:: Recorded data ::
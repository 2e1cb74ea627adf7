//! Participant registry.
//!
//! The registry is an ordered list of [`Participant`]s owned by whoever
//! drives the session. Insertion order is display and message order.
//! Ids come from a per-registry monotonic counter, so they never collide
//! within a session even when names and zones repeat.

use std::fmt;

use chrono_tz::Tz;
use serde::{Deserialize, Serialize};
use tracing::debug;

use crate::error::ValidationError;
use crate::time::parse_timezone;

/// Unique identifier of a participant within a registry.
#[derive(Debug, Clone, Copy, PartialEq, Eq, Hash, PartialOrd, Ord, Serialize, Deserialize)]
#[serde(transparent)]
pub struct ParticipantId(u64);

impl ParticipantId {
    /// Wraps a raw id value.
    pub fn new(raw: u64) -> Self {
        Self(raw)
    }

    /// Returns the raw id value.
    pub fn get(self) -> u64 {
        self.0
    }
}

impl fmt::Display for ParticipantId {
    fn fmt(&self, f: &mut fmt::Formatter<'_>) -> fmt::Result {
        write!(f, "{}", self.0)
    }
}

impl std::str::FromStr for ParticipantId {
    type Err = std::num::ParseIntError;

    fn from_str(s: &str) -> Result<Self, Self::Err> {
        s.trim().parse().map(Self)
    }
}

/// A meeting participant: a display name and the zone they live in.
#[derive(Debug, Clone, PartialEq, Eq, Serialize, Deserialize)]
pub struct Participant {
    pub id: ParticipantId,
    pub name: String,
    pub timezone: Tz,
}

impl Participant {
    /// Returns the IANA identifier of the participant's zone.
    pub fn timezone_name(&self) -> &'static str {
        self.timezone.name()
    }
}

/// Ordered, mutable list of participants.
#[derive(Debug, Clone)]
pub struct Registry {
    participants: Vec<Participant>,
    next_id: u64,
}

impl Default for Registry {
    fn default() -> Self {
        Self::new()
    }
}

impl Registry {
    /// Creates an empty registry.
    pub fn new() -> Self {
        Self {
            participants: Vec::new(),
            next_id: 1,
        }
    }

    /// Creates a registry seeded with the two sample teams the form starts with.
    pub fn with_samples() -> Self {
        let mut registry = Self::new();
        registry.push("Equipo Buenos Aires".to_string(), chrono_tz::America::Buenos_Aires);
        registry.push("Equipo New York".to_string(), chrono_tz::America::New_York);
        registry
    }

    /// Appends a participant.
    ///
    /// # Errors
    ///
    /// Returns [`ValidationError::EmptyParticipantName`] if `name` is blank;
    /// the registry is left unchanged.
    pub fn add(&mut self, name: &str, timezone: Tz) -> Result<Participant, ValidationError> {
        let name = name.trim();
        if name.is_empty() {
            return Err(ValidationError::EmptyParticipantName);
        }
        Ok(self.push(name.to_string(), timezone))
    }

    /// Appends a participant, parsing the zone from its IANA identifier.
    ///
    /// The name is checked before the zone.
    pub fn add_named(
        &mut self,
        name: &str,
        timezone: &str,
    ) -> Result<Participant, ValidationError> {
        if name.trim().is_empty() {
            return Err(ValidationError::EmptyParticipantName);
        }
        let tz = parse_timezone(timezone)
            .map_err(|_| ValidationError::UnknownTimezone(timezone.trim().to_string()))?;
        self.add(name, tz)
    }

    /// Removes the participant with the given id. Absent ids are a no-op.
    pub fn remove(&mut self, id: ParticipantId) -> Option<Participant> {
        let pos = self.participants.iter().position(|p| p.id == id)?;
        let removed = self.participants.remove(pos);
        debug!(id = %removed.id, name = %removed.name, "removed participant");
        Some(removed)
    }

    /// Current participants in insertion order.
    pub fn list(&self) -> &[Participant] {
        &self.participants
    }

    /// Looks up a participant by id.
    pub fn get(&self, id: ParticipantId) -> Option<&Participant> {
        self.participants.iter().find(|p| p.id == id)
    }

    pub fn len(&self) -> usize {
        self.participants.len()
    }

    pub fn is_empty(&self) -> bool {
        self.participants.is_empty()
    }

    /// Removes every participant. Ids are not reused afterwards.
    pub fn clear(&mut self) {
        self.participants.clear();
    }

    fn push(&mut self, name: String, timezone: Tz) -> Participant {
        let participant = Participant {
            id: ParticipantId(self.next_id),
            name,
            timezone,
        };
        self.next_id += 1;
        debug!(id = %participant.id, name = %participant.name, tz = %timezone, "added participant");
        self.participants.push(participant.clone());
        participant
    }
}
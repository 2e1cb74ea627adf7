//! CLI, interactive session, configuration, clipboard
//!
//! This crate provides the `meetzone` command-line interface.

pub mod cli;
pub mod clipboard;
pub mod commands;
pub mod config;
pub mod error;
pub mod session;

pub use cli::Cli;
pub use error::{ClientError, ClientResult};
pub use session::Session;
//! Copying the generated message to the clipboard.
//!
//! The system clipboard (through `arboard`) is tried first on a detached
//! worker thread, bounded by [`PRIMARY_TIMEOUT`]. A worker that never returns
//! is abandoned and does not hold up runtime shutdown. If it is unavailable, refuses the
//! write, or hangs, the text is copied through the terminal instead with an
//! OSC 52 escape sequence, which most terminal emulators turn into a
//! selection. Either way the user gets a [`Flash`] confirmation that
//! disappears after [`CONFIRMATION_WINDOW`].

use std::io::Write;
use std::time::Duration;

use base64::Engine;
use base64::engine::general_purpose::STANDARD;
use tokio::sync::oneshot;
use tokio::time::Instant;
use tracing::{debug, info, warn};

use crate::error::{ClientError, ClientResult};

/// How long the system clipboard may take before the fallback is used.
pub const PRIMARY_TIMEOUT: Duration = Duration::from_secs(2);

/// How long a copy confirmation stays visible.
pub const CONFIRMATION_WINDOW: Duration = Duration::from_secs(3);

/// Something that can take text and put it where the user can paste it.
pub trait ClipboardBackend {
    /// Short name used in logs.
    fn name(&self) -> &'static str;

    /// Stores `text`.
    fn set_text(&mut self, text: &str) -> Result<(), String>;
}

/// The desktop clipboard.
#[derive(Debug, Clone, Copy, Default)]
pub struct SystemClipboard;

impl ClipboardBackend for SystemClipboard {
    fn name(&self) -> &'static str {
        "system"
    }

    fn set_text(&mut self, text: &str) -> Result<(), String> {
        let mut clipboard = arboard::Clipboard::new()
            .map_err(|e| format!("failed to access clipboard: {}", e))?;
        clipboard
            .set_text(text)
            .map_err(|e| format!("failed to copy to clipboard: {}", e))
    }
}

/// Copies through the terminal emulator using OSC 52.
#[derive(Debug)]
pub struct TerminalClipboard<W: Write> {
    out: W,
}

impl TerminalClipboard<std::io::Stderr> {
    /// Writes the escape sequence to stderr, which stays attached to the
    /// terminal when stdout is piped.
    pub fn stderr() -> Self {
        Self::new(std::io::stderr())
    }
}

impl<W: Write> TerminalClipboard<W> {
    pub fn new(out: W) -> Self {
        Self { out }
    }

    pub fn into_inner(self) -> W {
        self.out
    }
}

impl<W: Write> ClipboardBackend for TerminalClipboard<W> {
    fn name(&self) -> &'static str {
        "terminal"
    }

    fn set_text(&mut self, text: &str) -> Result<(), String> {
        write!(self.out, "{}", osc52_sequence(text))
            .and_then(|()| self.out.flush())
            .map_err(|e| format!("failed to write to terminal: {}", e))
    }
}

/// The OSC 52 "set clipboard" sequence for `text`.
pub fn osc52_sequence(text: &str) -> String {
    format!("\x1b]52;c;{}\x07", STANDARD.encode(text))
}

/// Which mechanism ended up holding the text.
#[derive(Debug, Clone, Copy, PartialEq, Eq)]
pub enum CopyMethod {
    System,
    Terminal,
}

impl CopyMethod {
    /// Confirmation shown to the user.
    pub fn confirmation(&self) -> &'static str {
        match self {
            Self::System => "✓ Message copied to the clipboard",
            Self::Terminal => "✓ Message copied via the terminal",
        }
    }
}

/// Copies `text`, trying `primary` first and `fallback` if it fails or
/// exceeds `timeout`.
///
/// # Errors
///
/// Returns [`ClientError::Clipboard`] only when both mechanisms fail.
pub async fn copy_with_fallback<P, F>(
    primary: P,
    fallback: &mut F,
    text: &str,
    timeout: Duration,
) -> ClientResult<CopyMethod>
where
    P: ClipboardBackend + Send + 'static,
    F: ClipboardBackend + ?Sized,
{
    let name = primary.name();
    let primary_error = match spawn_primary(primary, text) {
        Ok(done) => match tokio::time::timeout(timeout, done).await {
            Ok(Ok(Ok(()))) => {
                info!(backend = name, bytes = text.len(), "copied message");
                return Ok(CopyMethod::System);
            }
            Ok(Ok(Err(e))) => e,
            Ok(Err(_)) => "clipboard worker exited without a result".to_string(),
            Err(_) => format!("clipboard did not respond within {:?}", timeout),
        },
        Err(e) => format!("failed to start clipboard worker: {}", e),
    };

    warn!(backend = name, error = %primary_error, "primary copy failed, using fallback");

    fallback.set_text(text).map_err(|fallback_error| {
        ClientError::Clipboard(format!("{}; fallback: {}", primary_error, fallback_error))
    })?;
    debug!(backend = fallback.name(), "copied via fallback");
    Ok(CopyMethod::Terminal)
}

/// Runs `primary` on its own thread. The thread is never joined.
fn spawn_primary<P>(
    primary: P,
    text: &str,
) -> std::io::Result<oneshot::Receiver<Result<(), String>>>
where
    P: ClipboardBackend + Send + 'static,
{
    let (tx, rx) = oneshot::channel();
    let owned = text.to_string();
    std::thread::Builder::new()
        .name("meetzone-clipboard".into())
        .spawn(move || {
            let mut primary = primary;
            let _ = tx.send(primary.set_text(&owned));
        })?;
    Ok(rx)
}

/// The primary and fallback backends used for every copy in a run.
#[derive(Debug)]
pub struct Clipboards<P, F> {
    primary: P,
    fallback: F,
    timeout: Duration,
}

impl Clipboards<SystemClipboard, TerminalClipboard<std::io::Stderr>> {
    /// System clipboard with the OSC 52 fallback on stderr.
    pub fn system() -> Self {
        Self::new(SystemClipboard, TerminalClipboard::stderr(), PRIMARY_TIMEOUT)
    }
}

impl<P, F> Clipboards<P, F>
where
    P: ClipboardBackend + Clone + Send + 'static,
    F: ClipboardBackend,
{
    pub fn new(primary: P, fallback: F, timeout: Duration) -> Self {
        Self {
            primary,
            fallback,
            timeout,
        }
    }

    pub async fn copy(&mut self, text: &str) -> ClientResult<CopyMethod> {
        copy_with_fallback(self.primary.clone(), &mut self.fallback, text, self.timeout).await
    }
}

/// Copies `text` using the system clipboard with the terminal fallback.
pub async fn copy_message(text: &str) -> ClientResult<CopyMethod> {
    Clipboards::system().copy(text).await
}

/// A transient confirmation that reverts after a fixed window.
#[derive(Debug, Clone)]
pub struct Flash {
    message: String,
    expires_at: Instant,
}

impl Flash {
    /// Creates a flash visible from `now` for [`CONFIRMATION_WINDOW`].
    pub fn new(message: impl Into<String>, now: Instant) -> Self {
        Self {
            message: message.into(),
            expires_at: now + CONFIRMATION_WINDOW,
        }
    }

    pub fn message(&self) -> &str {
        &self.message
    }

    /// Whether the flash should still be displayed at `now`.
    pub fn is_visible(&self, now: Instant) -> bool {
        now < self.expires_at
    }
}
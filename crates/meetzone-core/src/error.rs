//! Error types for the conversion pipeline.
//!
//! Two families exist: [`ValidationError`] for form input that is missing or
//! malformed before any time arithmetic happens, and [`TimeError`] for a base
//! date/time that cannot be resolved in its zone. [`PipelineError`] wraps
//! both for the `calculate`/`generate` entry points.

use thiserror::Error;

/// Result type for pipeline operations.
pub type PipelineResult<T> = Result<T, PipelineError>;

/// A precondition on user input was violated.
#[derive(Debug, Clone, PartialEq, Eq, Error)]
pub enum ValidationError {
    /// The meeting title is empty after trimming.
    #[error("please add a title for the meeting")]
    MissingTitle,

    /// The meeting date or time was not provided.
    #[error("please fill in the date, time and base time zone")]
    MissingDateTime,

    /// No participants are registered.
    #[error("please add at least one participant")]
    NoParticipants,

    /// A participant name is empty after trimming.
    #[error("please add a name for the participant")]
    EmptyParticipantName,

    /// The time zone identifier is not in the IANA database.
    #[error("unknown time zone: {0}")]
    UnknownTimezone(String),

    /// The language is not one of the supported codes.
    #[error("unsupported language: {0} (expected 'es' or 'en')")]
    UnknownLanguage(String),
}

/// The base date/time could not be turned into an instant.
#[derive(Debug, Clone, PartialEq, Eq, Error)]
pub enum TimeError {
    /// Malformed date/time, or a local time skipped by a DST transition.
    #[error("the selected date and time are not valid")]
    InvalidDateTime,

    /// The base zone is not in the IANA database.
    #[error("unknown time zone: {0}")]
    UnknownTimezone(String),
}

/// Any failure of a calculate/generate action.
#[derive(Debug, Clone, PartialEq, Eq, Error)]
pub enum PipelineError {
    #[error(transparent)]
    Validation(#[from] ValidationError),

    #[error(transparent)]
    Time(#[from] TimeError),
}

impl PipelineError {
    /// Returns `true` if this is a validation failure.
    pub fn is_validation(&self) -> bool {
        matches!(self, Self::Validation(_))
    }
}

#[cfg(test)]
mod tests {
    use super::*;

    #[test]
    fn messages_are_human_readable() {
        assert_eq!(
            ValidationError::NoParticipants.to_string(),
            "please add at least one participant"
        );
        assert_eq!(
            TimeError::UnknownTimezone("Mars/Olympus".into()).to_string(),
            "unknown time zone: Mars/Olympus"
        );
    }

    #[test]
    fn pipeline_error_is_transparent() {
        let err: PipelineError = TimeError::InvalidDateTime.into();
        assert_eq!(err.to_string(), "the selected date and time are not valid");
        assert!(!err.is_validation());

        let err: PipelineError = ValidationError::MissingTitle.into();
        assert!(err.is_validation());
    }
}
//! Interactive session: the meeting form in a terminal.
//!
//! A [`Session`] owns the participant registry and the raw form fields for
//! the lifetime of the process. Each line typed is parsed into a
//! [`SessionCommand`] and applied synchronously; only copying to the
//! clipboard is handed back to the driver loop as [`Outcome::Copy`].

use std::io::Write;
use std::str::FromStr;

use meetzone_core::{
    Language, MeetingForm, ParticipantId, Registry, ResultsLayout, calculate, city_label, generate,
    render_message, render_results,
};
use tokio::io::{AsyncBufRead, AsyncBufReadExt, BufReader};
use tokio::time::Instant;
use tracing::debug;

use crate::clipboard::{ClipboardBackend, Clipboards, Flash};
use crate::commands::zones::write_zones;
use crate::error::{ClientError, ClientResult};

const HELP: &str = "\
Commands:
  title <text>          set the meeting title
  date <YYYY-MM-DD>     set the meeting date
  time <HH:MM>          set the meeting time
  zone <Area/City>      set the base time zone
  lang <es|en>          set the message language
  add <name> @ <zone>   add a participant
  remove <id>           remove a participant
  list                  list participants
  show                  show the meeting fields
  calc                  show every participant's local time
  message               generate the invitation message
  copy                  copy the last message to the clipboard
  zones                 list base time zones
  help                  show this help
  quit                  leave";

/// One line of session input.
#[derive(Debug, Clone, PartialEq, Eq)]
pub enum SessionCommand {
    Title(String),
    Date(String),
    Time(String),
    Zone(String),
    Lang(String),
    Add { name: String, zone: String },
    Remove(String),
    List,
    Show,
    Calc,
    Message,
    Copy,
    Zones,
    Help,
    Quit,
    Empty,
}

impl FromStr for SessionCommand {
    type Err = ClientError;

    fn from_str(line: &str) -> Result<Self, Self::Err> {
        let line = line.trim();
        let (word, rest) = match line.split_once(char::is_whitespace) {
            Some((word, rest)) => (word, rest.trim()),
            None => (line, ""),
        };

        let command = match word.to_ascii_lowercase().as_str() {
            "" => Self::Empty,
            "title" => Self::Title(rest.to_string()),
            "date" => Self::Date(rest.to_string()),
            "time" => Self::Time(rest.to_string()),
            "zone" => Self::Zone(required(rest, "zone <Area/City>")?),
            "lang" | "language" => Self::Lang(required(rest, "lang <es|en>")?),
            "add" => {
                let (name, zone) = split_participant(rest);
                Self::Add {
                    name: name.to_string(),
                    zone: required(zone, "add <name> @ <zone>")?,
                }
            }
            "remove" | "rm" => Self::Remove(required(rest, "remove <id>")?),
            "list" | "ls" => Self::List,
            "show" => Self::Show,
            "calc" | "calculate" => Self::Calc,
            "message" | "msg" => Self::Message,
            "copy" => Self::Copy,
            "zones" => Self::Zones,
            "help" | "?" => Self::Help,
            "quit" | "exit" => Self::Quit,
            other => {
                return Err(ClientError::Input(format!(
                    "unknown command '{}', type 'help'",
                    other
                )));
            }
        };
        Ok(command)
    }
}

/// Splits `name @ Area/City`. Without an `@`, the last word is the zone.
fn split_participant(rest: &str) -> (&str, &str) {
    if let Some((name, zone)) = rest.rsplit_once('@') {
        return (name.trim(), zone.trim());
    }
    match rest.rsplit_once(char::is_whitespace) {
        Some((name, zone)) => (name.trim(), zone),
        None => ("", rest),
    }
}

fn required(value: &str, usage: &str) -> ClientResult<String> {
    if value.is_empty() {
        Err(ClientError::Input(format!("usage: {}", usage)))
    } else {
        Ok(value.to_string())
    }
}

/// What the driver loop should do after a command.
#[derive(Debug, Clone, PartialEq, Eq)]
pub enum Outcome {
    Continue,
    /// Copy this text to the clipboard.
    Copy(String),
    Quit,
}

/// The application controller for an interactive session.
#[derive(Debug)]
pub struct Session {
    registry: Registry,
    form: MeetingForm,
    layout: ResultsLayout,
    last_message: Option<String>,
}

impl Session {
    pub fn new(registry: Registry, form: MeetingForm, layout: ResultsLayout) -> Self {
        Self {
            registry,
            form,
            layout,
            last_message: None,
        }
    }

    pub fn registry(&self) -> &Registry {
        &self.registry
    }

    pub fn form(&self) -> &MeetingForm {
        &self.form
    }

    /// The most recently generated message.
    pub fn last_message(&self) -> Option<&str> {
        self.last_message.as_deref()
    }

    /// Applies one command, writing any output to `out`.
    ///
    /// On error nothing is written and previous results are kept.
    pub fn handle(
        &mut self,
        command: SessionCommand,
        out: &mut impl Write,
    ) -> ClientResult<Outcome> {
        debug!(?command, "session command");
        match command {
            SessionCommand::Title(title) => self.form.title = title,
            SessionCommand::Date(date) => self.form.date = Some(date),
            SessionCommand::Time(time) => self.form.time = Some(time),
            SessionCommand::Zone(zone) => self.form.set_base_timezone(&zone)?,
            SessionCommand::Lang(lang) => self.form.language = lang.parse::<Language>()?,
            SessionCommand::Add { name, zone } => {
                let p = self.registry.add_named(&name, &zone)?;
                writeln!(out, "added #{} {} ({})", p.id, p.name, city_label(p.timezone_name()))?;
            }
            SessionCommand::Remove(id) => {
                let id: ParticipantId = id
                    .parse()
                    .map_err(|_| ClientError::Input(format!("'{}' is not a participant id", id)))?;
                if let Some(p) = self.registry.remove(id) {
                    writeln!(out, "removed #{} {}", p.id, p.name)?;
                }
            }
            SessionCommand::List => self.write_participants(out)?,
            SessionCommand::Show => self.write_form(out)?,
            SessionCommand::Calc => {
                let set = calculate(&self.form, &self.registry)?;
                write!(out, "{}", render_results(&set, self.layout))?;
            }
            SessionCommand::Message => {
                let set = generate(&self.form, &self.registry)?;
                let message = render_message(&set);
                writeln!(out, "{}", message)?;
                self.last_message = Some(message);
            }
            SessionCommand::Copy => {
                let message = self.last_message.clone().ok_or_else(|| {
                    ClientError::Input("no message yet, run 'message' first".into())
                })?;
                return Ok(Outcome::Copy(message));
            }
            SessionCommand::Zones => write_zones(out)?,
            SessionCommand::Help => writeln!(out, "{}", HELP)?,
            SessionCommand::Quit => return Ok(Outcome::Quit),
            SessionCommand::Empty => {}
        }
        Ok(Outcome::Continue)
    }

    fn write_participants(&self, out: &mut impl Write) -> ClientResult<()> {
        if self.registry.is_empty() {
            writeln!(out, "no participants")?;
            return Ok(());
        }
        for p in self.registry.list() {
            writeln!(
                out,
                "#{:<3} {}  ({}, {})",
                p.id.get(),
                p.name,
                city_label(p.timezone_name()),
                p.timezone_name()
            )?;
        }
        Ok(())
    }

    fn write_form(&self, out: &mut impl Write) -> ClientResult<()> {
        let unset = "-";
        let title = if self.form.title.is_empty() {
            unset
        } else {
            self.form.title.as_str()
        };
        writeln!(out, "title:    {}", title)?;
        writeln!(out, "date:     {}", self.form.date.as_deref().unwrap_or(unset))?;
        writeln!(out, "time:     {}", self.form.time.as_deref().unwrap_or(unset))?;
        writeln!(out, "zone:     {}", self.form.base_timezone.name())?;
        writeln!(out, "language: {}", self.form.language)?;
        Ok(())
    }
}

/// Runs a session on stdin/stdout until `quit` or end of input.
pub async fn run(session: Session) -> ClientResult<()> {
    let input = BufReader::new(tokio::io::stdin());
    drive(session, input, std::io::stdout(), Clipboards::system()).await
}

/// Reads commands from `input` until `quit` or end of input.
///
/// A copy confirmation is shown above the prompt until
/// [`CONFIRMATION_WINDOW`](crate::clipboard::CONFIRMATION_WINDOW) has passed.
pub async fn drive<R, W, P, F>(
    mut session: Session,
    input: R,
    mut out: W,
    mut clipboards: Clipboards<P, F>,
) -> ClientResult<()>
where
    R: AsyncBufRead + Unpin,
    W: Write,
    P: ClipboardBackend + Clone + Send + 'static,
    F: ClipboardBackend,
{
    let mut lines = input.lines();
    let mut flash: Option<Flash> = None;

    writeln!(out, "meetzone: type 'help' for commands")?;
    loop {
        if flash.as_ref().is_some_and(|f| !f.is_visible(Instant::now())) {
            flash = None;
        }
        match &flash {
            Some(f) => write!(out, "{}\nmeetzone> ", f.message())?,
            None => write!(out, "meetzone> ")?,
        }
        out.flush()?;

        let Some(line) = lines.next_line().await? else {
            writeln!(out)?;
            break;
        };

        let outcome = line
            .parse::<SessionCommand>()
            .and_then(|command| session.handle(command, &mut out));

        match outcome {
            Ok(Outcome::Continue) => {}
            Ok(Outcome::Quit) => break,
            Ok(Outcome::Copy(message)) => match clipboards.copy(&message).await {
                Ok(method) => flash = Some(Flash::new(method.confirmation(), Instant::now())),
                Err(e) => eprintln!("error: {}", e),
            },
            Err(e) => eprintln!("error: {}", e),
        }
    }

    Ok(())
}
//! Core types: participants, meeting spec, time zone conversion, message formatting

pub mod convert;
pub mod error;
pub mod format;
pub mod meeting;
pub mod participant;
pub mod time;
pub mod tracing;

pub use convert::{calculate, convert, generate, Conversion, ConversionSet};
pub use error::{PipelineError, PipelineResult, TimeError, ValidationError};
pub use format::{
    format_localized, render_english_message, render_message, render_results,
    render_spanish_message, JsonOutput, JsonParticipant, JsonTime, ResultsLayout,
};
pub use meeting::{Language, MeetingForm, MeetingSpec};
pub use participant::{Participant, ParticipantId, Registry};
pub use time::{city_label, parse_date, parse_time, parse_timezone, resolve_base, BASE_TIMEZONES};
pub use tracing::{init_tracing, TracingConfig, TracingError, TracingOutputFormat};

:: Directions ::
What you return must be the lines above that run from the line with "let mut clipboard" to the line with "pub fn stderr()", inclusive, each copied exactly.

:: Finished exercise ::
        let mut clipboard = arboard::Clipboard::new()
            .map_err(|e| format!("failed to access clipboard: {}", e))?;
        clipboard
            .set_text(text)
            .map_err(|e| format!("failed to copy to clipboard: {}", e))
    }
}

/// Copies through the terminal emulator using OSC 52.
#[derive(Debug)]
pub struct TerminalClipboard<W: Write> {
    out: W,
}

impl TerminalClipboard<std::io::Stderr> {
    /// Writes the escape sequence to stderr, which stays attached to the
    /// terminal when stdout is piped.
    pub fn stderr() -> Self {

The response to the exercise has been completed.